Start of Source data
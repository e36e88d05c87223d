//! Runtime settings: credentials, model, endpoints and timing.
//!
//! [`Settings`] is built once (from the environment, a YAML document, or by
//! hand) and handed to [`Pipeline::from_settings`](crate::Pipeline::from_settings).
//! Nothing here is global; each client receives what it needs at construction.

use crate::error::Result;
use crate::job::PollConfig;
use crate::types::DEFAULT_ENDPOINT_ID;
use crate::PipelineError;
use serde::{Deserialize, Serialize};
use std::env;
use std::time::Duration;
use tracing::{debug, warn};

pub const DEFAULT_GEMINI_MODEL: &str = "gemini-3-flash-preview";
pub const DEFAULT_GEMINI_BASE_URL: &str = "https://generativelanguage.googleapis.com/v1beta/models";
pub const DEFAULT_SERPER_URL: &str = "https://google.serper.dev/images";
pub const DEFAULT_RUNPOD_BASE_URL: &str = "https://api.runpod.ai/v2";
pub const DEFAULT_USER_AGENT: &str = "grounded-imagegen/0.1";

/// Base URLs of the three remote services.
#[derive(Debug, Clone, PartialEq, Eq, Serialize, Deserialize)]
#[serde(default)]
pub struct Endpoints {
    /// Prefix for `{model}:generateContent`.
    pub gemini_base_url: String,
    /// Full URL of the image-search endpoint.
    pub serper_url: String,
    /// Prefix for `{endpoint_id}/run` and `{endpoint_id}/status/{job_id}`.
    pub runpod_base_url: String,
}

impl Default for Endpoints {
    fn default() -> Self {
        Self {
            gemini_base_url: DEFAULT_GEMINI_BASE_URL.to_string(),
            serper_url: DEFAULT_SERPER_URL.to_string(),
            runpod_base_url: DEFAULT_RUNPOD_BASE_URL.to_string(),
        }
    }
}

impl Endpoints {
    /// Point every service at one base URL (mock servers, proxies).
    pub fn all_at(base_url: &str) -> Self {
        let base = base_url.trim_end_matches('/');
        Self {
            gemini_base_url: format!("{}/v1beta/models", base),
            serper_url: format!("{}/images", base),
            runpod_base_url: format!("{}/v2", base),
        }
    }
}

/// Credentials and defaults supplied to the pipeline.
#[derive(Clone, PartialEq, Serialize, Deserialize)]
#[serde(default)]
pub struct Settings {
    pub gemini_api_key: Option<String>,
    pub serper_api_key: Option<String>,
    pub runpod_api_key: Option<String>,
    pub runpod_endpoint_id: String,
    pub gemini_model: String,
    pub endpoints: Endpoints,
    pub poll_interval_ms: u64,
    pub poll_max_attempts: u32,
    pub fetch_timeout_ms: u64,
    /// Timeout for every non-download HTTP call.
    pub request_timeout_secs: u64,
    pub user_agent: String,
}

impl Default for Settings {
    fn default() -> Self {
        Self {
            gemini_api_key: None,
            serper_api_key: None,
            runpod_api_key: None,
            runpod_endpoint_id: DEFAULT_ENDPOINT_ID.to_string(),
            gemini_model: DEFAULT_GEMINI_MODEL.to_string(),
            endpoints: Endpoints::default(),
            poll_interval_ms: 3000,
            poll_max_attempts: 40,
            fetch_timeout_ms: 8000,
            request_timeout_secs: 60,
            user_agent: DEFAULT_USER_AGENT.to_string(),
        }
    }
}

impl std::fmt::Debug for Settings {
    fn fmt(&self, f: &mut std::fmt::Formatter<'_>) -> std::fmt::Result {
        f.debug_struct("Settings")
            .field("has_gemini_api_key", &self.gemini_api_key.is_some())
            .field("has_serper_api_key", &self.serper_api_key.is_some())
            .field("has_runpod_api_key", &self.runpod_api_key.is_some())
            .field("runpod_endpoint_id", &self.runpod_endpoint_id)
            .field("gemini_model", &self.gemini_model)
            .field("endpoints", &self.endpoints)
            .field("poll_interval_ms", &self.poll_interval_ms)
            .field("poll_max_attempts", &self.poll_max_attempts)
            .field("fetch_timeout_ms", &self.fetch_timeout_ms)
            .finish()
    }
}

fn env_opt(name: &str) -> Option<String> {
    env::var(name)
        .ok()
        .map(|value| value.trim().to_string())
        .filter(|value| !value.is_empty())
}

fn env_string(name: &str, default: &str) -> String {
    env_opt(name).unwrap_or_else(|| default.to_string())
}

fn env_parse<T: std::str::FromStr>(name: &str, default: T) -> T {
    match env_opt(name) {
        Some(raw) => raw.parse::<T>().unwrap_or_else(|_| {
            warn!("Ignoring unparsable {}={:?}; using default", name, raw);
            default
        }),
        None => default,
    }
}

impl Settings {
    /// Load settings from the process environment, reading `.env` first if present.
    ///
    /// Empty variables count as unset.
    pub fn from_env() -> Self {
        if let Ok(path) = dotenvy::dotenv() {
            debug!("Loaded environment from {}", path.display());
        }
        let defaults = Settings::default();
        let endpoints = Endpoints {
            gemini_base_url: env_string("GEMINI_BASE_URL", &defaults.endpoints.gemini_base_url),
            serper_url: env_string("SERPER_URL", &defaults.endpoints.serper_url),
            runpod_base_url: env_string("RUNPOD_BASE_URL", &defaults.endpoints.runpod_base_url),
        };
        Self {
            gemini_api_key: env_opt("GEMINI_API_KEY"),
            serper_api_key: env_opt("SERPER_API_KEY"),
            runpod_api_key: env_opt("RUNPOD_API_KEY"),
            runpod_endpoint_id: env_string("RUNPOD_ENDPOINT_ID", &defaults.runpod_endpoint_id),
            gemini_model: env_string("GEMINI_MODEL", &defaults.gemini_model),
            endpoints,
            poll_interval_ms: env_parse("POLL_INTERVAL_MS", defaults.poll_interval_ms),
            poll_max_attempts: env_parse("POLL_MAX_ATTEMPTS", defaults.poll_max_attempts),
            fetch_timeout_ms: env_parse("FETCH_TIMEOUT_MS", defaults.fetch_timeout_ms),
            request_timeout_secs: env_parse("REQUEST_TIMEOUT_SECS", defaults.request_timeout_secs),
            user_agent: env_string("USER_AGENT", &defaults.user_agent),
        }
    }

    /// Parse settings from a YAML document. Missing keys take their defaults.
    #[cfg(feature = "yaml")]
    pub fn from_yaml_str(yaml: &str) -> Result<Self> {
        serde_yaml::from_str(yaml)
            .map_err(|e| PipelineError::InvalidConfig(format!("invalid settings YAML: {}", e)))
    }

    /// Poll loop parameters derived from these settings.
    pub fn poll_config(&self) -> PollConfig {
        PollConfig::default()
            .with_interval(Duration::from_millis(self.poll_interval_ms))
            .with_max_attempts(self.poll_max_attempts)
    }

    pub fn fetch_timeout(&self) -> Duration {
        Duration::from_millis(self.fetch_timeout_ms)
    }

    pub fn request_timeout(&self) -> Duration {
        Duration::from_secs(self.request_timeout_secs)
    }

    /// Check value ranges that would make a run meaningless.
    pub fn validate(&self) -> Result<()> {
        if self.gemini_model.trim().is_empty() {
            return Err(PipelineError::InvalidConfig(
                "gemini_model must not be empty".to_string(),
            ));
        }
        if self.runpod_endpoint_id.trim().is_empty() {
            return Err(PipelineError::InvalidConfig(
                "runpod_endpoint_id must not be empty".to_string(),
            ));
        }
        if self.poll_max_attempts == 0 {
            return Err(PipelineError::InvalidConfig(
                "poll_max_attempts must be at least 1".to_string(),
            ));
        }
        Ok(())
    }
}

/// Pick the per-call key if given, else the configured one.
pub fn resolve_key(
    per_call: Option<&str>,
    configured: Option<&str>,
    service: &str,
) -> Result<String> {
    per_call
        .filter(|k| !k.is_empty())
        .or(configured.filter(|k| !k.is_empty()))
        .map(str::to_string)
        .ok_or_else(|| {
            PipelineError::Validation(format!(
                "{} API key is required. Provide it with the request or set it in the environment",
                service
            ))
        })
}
End of Source data
# [What you need to do]
Take every line above where "https" appears and copy it.

# [Answer to the exercise]
pub const DEFAULT_GEMINI_BASE_URL: &str = "https://generativelanguage.googleapis.com/v1beta/models";
pub const DEFAULT_SERPER_URL: &str = "https://google.serper.dev/images";
pub const DEFAULT_RUNPOD_BASE_URL: &str = "https://api.runpod.ai/v2";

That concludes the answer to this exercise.